[Dataset entries]
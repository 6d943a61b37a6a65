//! Image upload: starts a new session and returns a preview.

use std::sync::Arc;

use axum::extract::multipart::MultipartError;
use axum::extract::multipart::MultipartRejection;
use axum::extract::{Multipart, State};
use axum::http::StatusCode;
use axum::routing::post;
use axum::{Json, Router};
use bytes::Bytes;
use tracing::debug;
use utoipa::OpenApi;

use crate::error::ServerError;
use crate::schemas::api::UploadResponse;
use crate::state::AppState;

const NO_FILE_SELECTED: &str = "No file selected";

#[derive(OpenApi)]
#[openapi(paths(upload_image))]
pub struct UploadApi;

pub fn router() -> Router<Arc<AppState>> {
    Router::new().route("/upload", post(upload_image))
}

/// Accept an image as multipart field `file` (`POST /api/upload`).
///
/// Every upload clears the similarity cache, so the first prediction on the
/// new image always recomputes its OOD score.  The response carries a PNG
/// preview whose longest edge is bounded by `ASTRA_PREVIEW_MAX_EDGE`.
#[utoipa::path(
    post,
    path = "/api/upload",
    tag = "images",
    request_body(content = crate::schemas::api::UploadForm, content_type = "multipart/form-data"),
    responses(
        (status = 200, description = "Preview of the uploaded image", body = UploadResponse),
        (status = 400, description = "No file selected, or the file is not a decodable image"),
        (status = 413, description = "File exceeds the upload size limit"),
    )
)]
pub async fn upload_image(
    State(state): State<Arc<AppState>>,
    multipart: Result<Multipart, MultipartRejection>,
) -> Result<Json<UploadResponse>, ServerError> {
    let mut multipart =
        multipart.map_err(|_| ServerError::BadRequest(NO_FILE_SELECTED.to_owned()))?;
    let mut upload: Option<Bytes> = None;

    while let Some(field) = multipart
        .next_field()
        .await
        .map_err(|e| read_error("Failed to read multipart field", e))?
    {
        if field.name() != Some("file") {
            continue;
        }
        if !field.file_name().is_some_and(|name| !name.is_empty()) {
            return Err(ServerError::BadRequest(NO_FILE_SELECTED.to_owned()));
        }
        let bytes = field
            .bytes()
            .await
            .map_err(|e| read_error("Failed to read file", e))?;
        upload = Some(bytes);
        break;
    }

    let bytes = upload
        .filter(|b| !b.is_empty())
        .ok_or_else(|| ServerError::BadRequest(NO_FILE_SELECTED.to_owned()))?;
    debug!(size = bytes.len(), "received upload");

    let orchestrator = Arc::clone(&state.orchestrator);
    let image = tokio::task::spawn_blocking(move || orchestrator.upload(&bytes)).await??;

    Ok(Json(UploadResponse { image }))
}

/// Oversized bodies surface as a length-limit error while streaming.
fn read_error(context: &str, error: MultipartError) -> ServerError {
    if error.status() == StatusCode::PAYLOAD_TOO_LARGE {
        ServerError::PayloadTooLarge(format!("{context}: upload exceeds the size limit"))
    } else {
        ServerError::BadRequest(format!("{context}: {error}"))
    }
}
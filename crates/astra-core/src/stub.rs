//! Deterministic in-memory backends.
//!
//! Every stub counts its calls so tests can assert what the pipeline did
//! and, just as often, what it did not do.  Compiled for this crate's tests
//! and for dependents that enable the `stub` feature.

use std::collections::HashMap;
use std::path::PathBuf;
use std::sync::Arc;
use std::sync::atomic::{AtomicBool, AtomicUsize, Ordering};
use std::time::Duration;

use crate::codec::Image;
use crate::error::{CoreError, Result};
use crate::explain::Explainer;
use crate::gate::{OodGate, ReferenceGallery, SIMILARITY_THRESHOLD};
use crate::model::catalog::DSO_LABELS;
use crate::model::{
    BoundingBox, Catalog, Classifier, ClassifierSpec, Detection, Detector, DetectorSpec,
    FeatureMap, ModelDescriptor, ModelHandle, ModelInput, ModelKind, ModelLoader, ModelRegistry,
    PerformanceInfo, Preprocess,
};
use crate::orchestrator::{Orchestrator, OrchestratorConfig};

/// Catalog entry whose artifact never exists.
pub const MISSING_MODEL: &str = "ghost";
pub const MISSING_PATH: &str = "/nonexistent/astra/ghost.onnx";

/// Embedding that matches the stub gallery exactly.
pub const IN_DISTRIBUTION_EMBEDDING: [f32; 3] = [1.0, 0.0, 0.0];
/// Embedding orthogonal to every stub gallery row.
pub const OUT_OF_DISTRIBUTION_EMBEDDING: [f32; 3] = [0.0, 0.0, 1.0];

/// A file that exists for as long as the crate sources do.
pub fn artifact_path() -> PathBuf {
    PathBuf::from(env!("CARGO_MANIFEST_DIR")).join("Cargo.toml")
}

/// `vgg` and `resnet` classifiers, two `yolo11` detector variants and a
/// classifier whose artifact is missing.  Inputs are 32×32 to keep tests fast.
pub fn catalog() -> Catalog {
    let classifier = |name: &str, layers: [&str; 2], path: PathBuf| ModelDescriptor {
        name: name.to_owned(),
        path,
        performance: PerformanceInfo {
            parameters: "1M".into(),
            flops: "1B".into(),
            num_layers: 8,
        },
        kind: ModelKind::Classifier(ClassifierSpec {
            input_size: (32, 32),
            preprocess: Preprocess::Caffe,
            labels: DSO_LABELS.iter().map(|l| (*l).to_owned()).collect(),
            salient_layers: layers.iter().map(|l| (*l).to_owned()).collect(),
            embedding_layer: Some("dense".into()),
            apply_softmax: false,
        }),
    };
    let detector = |name: &str| ModelDescriptor {
        name: name.to_owned(),
        path: artifact_path(),
        performance: PerformanceInfo {
            parameters: "5.2M".into(),
            flops: "6.1B".into(),
            num_layers: 149,
        },
        kind: ModelKind::Detector(DetectorSpec { confidence: 0.30 }),
    };

    let models = vec![
        classifier("vgg", ["block1_conv2", "block5_conv3"], artifact_path()),
        classifier("resnet", ["conv1_relu", "conv5_block3_out"], artifact_path()),
        classifier(MISSING_MODEL, ["a", "b"], PathBuf::from(MISSING_PATH)),
        detector("yolo11-deepspace"),
        detector("yolo11-balanced"),
    ];
    Catalog::new(models).unwrap_or_default()
}

/// Two orthogonal rows: `[1, 0, 0]` and `[0, 1, 0]`.
pub fn gallery() -> ReferenceGallery {
    ReferenceGallery::from_rows(vec![vec![1.0, 0.0, 0.0], vec![0.0, 1.0, 0.0]])
        .unwrap_or_else(|_| unreachable!("stub gallery rows are rectangular"))
}

/// Orchestrator over the stub catalog and gallery with default settings.
pub fn orchestrator(loader: StubLoader, explainer: Arc<dyn Explainer>) -> Orchestrator {
    let registry = Arc::new(ModelRegistry::new(Arc::new(catalog()), Arc::new(loader)));
    let gate = Arc::new(OodGate::new(Some(Arc::new(gallery())), SIMILARITY_THRESHOLD));
    Orchestrator::new(registry, gate, explainer, OrchestratorConfig::default())
}

// ── Classifier ───────────────────────────────────────────────────────────────

#[derive(Debug)]
pub struct StubClassifier {
    scores: Vec<f32>,
    embedding: Vec<f32>,
    broken_layers: Vec<String>,
    failing: bool,
    predict_calls: AtomicUsize,
    embed_calls: AtomicUsize,
}

impl StubClassifier {
    /// Returns `scores` from every predict call and an in-distribution
    /// embedding.
    pub fn new(scores: Vec<f32>) -> Self {
        Self {
            scores,
            embedding: IN_DISTRIBUTION_EMBEDDING.to_vec(),
            broken_layers: Vec::new(),
            failing: false,
            predict_calls: AtomicUsize::new(0),
            embed_calls: AtomicUsize::new(0),
        }
    }

    pub fn with_embedding(mut self, embedding: Vec<f32>) -> Self {
        self.embedding = embedding;
        self
    }

    pub fn with_broken_layer(mut self, layer: &str) -> Self {
        self.broken_layers.push(layer.to_owned());
        self
    }

    /// Every predict call fails with [`CoreError::Inference`].
    pub fn failing(mut self) -> Self {
        self.failing = true;
        self
    }

    pub fn predict_calls(&self) -> usize {
        self.predict_calls.load(Ordering::SeqCst)
    }

    pub fn embed_calls(&self) -> usize {
        self.embed_calls.load(Ordering::SeqCst)
    }
}

impl Classifier for StubClassifier {
    fn predict(&self, _input: &ModelInput) -> Result<Vec<f32>> {
        self.predict_calls.fetch_add(1, Ordering::SeqCst);
        if self.failing {
            return Err(CoreError::Inference {
                model: "stub".into(),
                message: "simulated runtime failure".into(),
            });
        }
        Ok(self.scores.clone())
    }

    fn embed(&self, _input: &ModelInput, _layer: &str) -> Result<Vec<f32>> {
        self.embed_calls.fetch_add(1, Ordering::SeqCst);
        Ok(self.embedding.clone())
    }

    fn feature_map(&self, _input: &ModelInput, layer: &str) -> Result<FeatureMap> {
        if self.broken_layers.iter().any(|l| l == layer) {
            return Err(CoreError::Explainability {
                layer: layer.to_owned(),
                message: "layer not found".into(),
            });
        }
        let (height, width, channels) = (4, 4, 2);
        let data = (0..height * width * channels).map(|i| i as f32).collect();
        Ok(FeatureMap {
            height,
            width,
            channels,
            data,
        })
    }
}

// ── Detector ─────────────────────────────────────────────────────────────────

#[derive(Debug)]
pub struct StubDetector {
    detections: Vec<Detection>,
    calls: AtomicUsize,
}

impl StubDetector {
    pub fn new(detections: Vec<Detection>) -> Self {
        Self {
            detections,
            calls: AtomicUsize::new(0),
        }
    }

    /// One confident galaxy and one detection below the 0.30 threshold.
    pub fn fixture() -> Self {
        Self::new(vec![
            Detection {
                label: "galaxies".into(),
                confidence: 0.91,
                bbox: BoundingBox { x1: 4.0, y1: 6.0, x2: 20.0, y2: 18.0 },
            },
            Detection {
                label: "nebulae".into(),
                confidence: 0.12,
                bbox: BoundingBox { x1: 0.0, y1: 0.0, x2: 3.0, y2: 3.0 },
            },
        ])
    }

    pub fn calls(&self) -> usize {
        self.calls.load(Ordering::SeqCst)
    }
}

impl Detector for StubDetector {
    fn detect(&self, _image: &Image, _confidence: f32) -> Result<Vec<Detection>> {
        self.calls.fetch_add(1, Ordering::SeqCst);
        Ok(self.detections.clone())
    }
}

// ── Loader ───────────────────────────────────────────────────────────────────

/// Hands out registered stubs by model name, or default ones.
#[derive(Debug, Default)]
pub struct StubLoader {
    classifiers: HashMap<String, Arc<StubClassifier>>,
    detectors: HashMap<String, Arc<StubDetector>>,
    delay: Option<Duration>,
    fail_next: AtomicBool,
    loads: AtomicUsize,
}

impl StubLoader {
    pub fn new() -> Self {
        Self::default()
    }

    pub fn with_classifier(mut self, name: &str, classifier: Arc<StubClassifier>) -> Self {
        self.classifiers.insert(name.to_owned(), classifier);
        self
    }

    pub fn with_detector(mut self, name: &str, detector: Arc<StubDetector>) -> Self {
        self.detectors.insert(name.to_owned(), detector);
        self
    }

    /// Sleep inside every load, widening race windows.
    pub fn with_delay(mut self, delay: Duration) -> Self {
        self.delay = Some(delay);
        self
    }

    /// The next load attempt fails with [`CoreError::ModelUnavailable`].
    pub fn failing_once(self) -> Self {
        self.fail_next.store(true, Ordering::SeqCst);
        self
    }

    /// Number of load attempts, failed ones included.
    pub fn load_count(&self) -> usize {
        self.loads.load(Ordering::SeqCst)
    }
}

impl ModelLoader for StubLoader {
    fn load(&self, descriptor: &ModelDescriptor) -> Result<ModelHandle> {
        self.loads.fetch_add(1, Ordering::SeqCst);
        if let Some(delay) = self.delay {
            std::thread::sleep(delay);
        }
        if self.fail_next.swap(false, Ordering::SeqCst) {
            return Err(CoreError::ModelUnavailable {
                name: descriptor.name.clone(),
                message: "simulated load failure".into(),
            });
        }

        Ok(match &descriptor.kind {
            ModelKind::Classifier(_) => {
                let classifier = self
                    .classifiers
                    .get(&descriptor.name)
                    .cloned()
                    .unwrap_or_else(|| Arc::new(StubClassifier::new(vec![0.1, 0.6, 0.2, 0.1])));
                ModelHandle::Classifier(classifier)
            }
            ModelKind::Detector(_) => {
                let detector = self
                    .detectors
                    .get(&descriptor.name)
                    .cloned()
                    .unwrap_or_else(|| Arc::new(StubDetector::fixture()));
                ModelHandle::Detector(detector)
            }
        })
    }
}

// ── Explainer ────────────────────────────────────────────────────────────────

/// Solid-colour heatmaps; fails for the configured layers.
#[derive(Debug, Default)]
pub struct StubExplainer {
    broken_layers: Vec<String>,
    calls: AtomicUsize,
}

impl StubExplainer {
    pub fn new() -> Self {
        Self::default()
    }

    pub fn with_broken_layer(mut self, layer: &str) -> Self {
        self.broken_layers.push(layer.to_owned());
        self
    }

    pub fn calls(&self) -> usize {
        self.calls.load(Ordering::SeqCst)
    }
}

impl Explainer for StubExplainer {
    fn explain(
        &self,
        _model: &dyn Classifier,
        input: &ModelInput,
        layer: &str,
        _target_class: usize,
    ) -> Result<Image> {
        self.calls.fetch_add(1, Ordering::SeqCst);
        if self.broken_layers.iter().any(|l| l == layer) {
            return Err(CoreError::Explainability {
                layer: layer.to_owned(),
                message: "simulated explainer failure".into(),
            });
        }
        Ok(Image::from_rgb(image::RgbImage::from_pixel(
            input.width,
            input.height,
            image::Rgb([255, 0, 0]),
        )))
    }

    fn explain_detection(&self, image: &Image) -> Result<Image> {
        self.calls.fetch_add(1, Ordering::SeqCst);
        Ok(Image::from_rgb(image::RgbImage::from_pixel(
            image.width(),
            image.height(),
            image::Rgb([0, 0, 255]),
        )))
    }
}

> **Task details**
The lines needed are the ones from the first line of the entries through the line that contains "use axum::routing::post;", given again without any change.

> **Answer space**
repository 6d943a61b37a6a65
//! Image upload: starts a new session and returns a preview.

use std::sync::Arc;

use axum::extract::multipart::MultipartError;
use axum::extract::multipart::MultipartRejection;
use axum::extract::{Multipart, State};
use axum::http::StatusCode;
use axum::routing::post;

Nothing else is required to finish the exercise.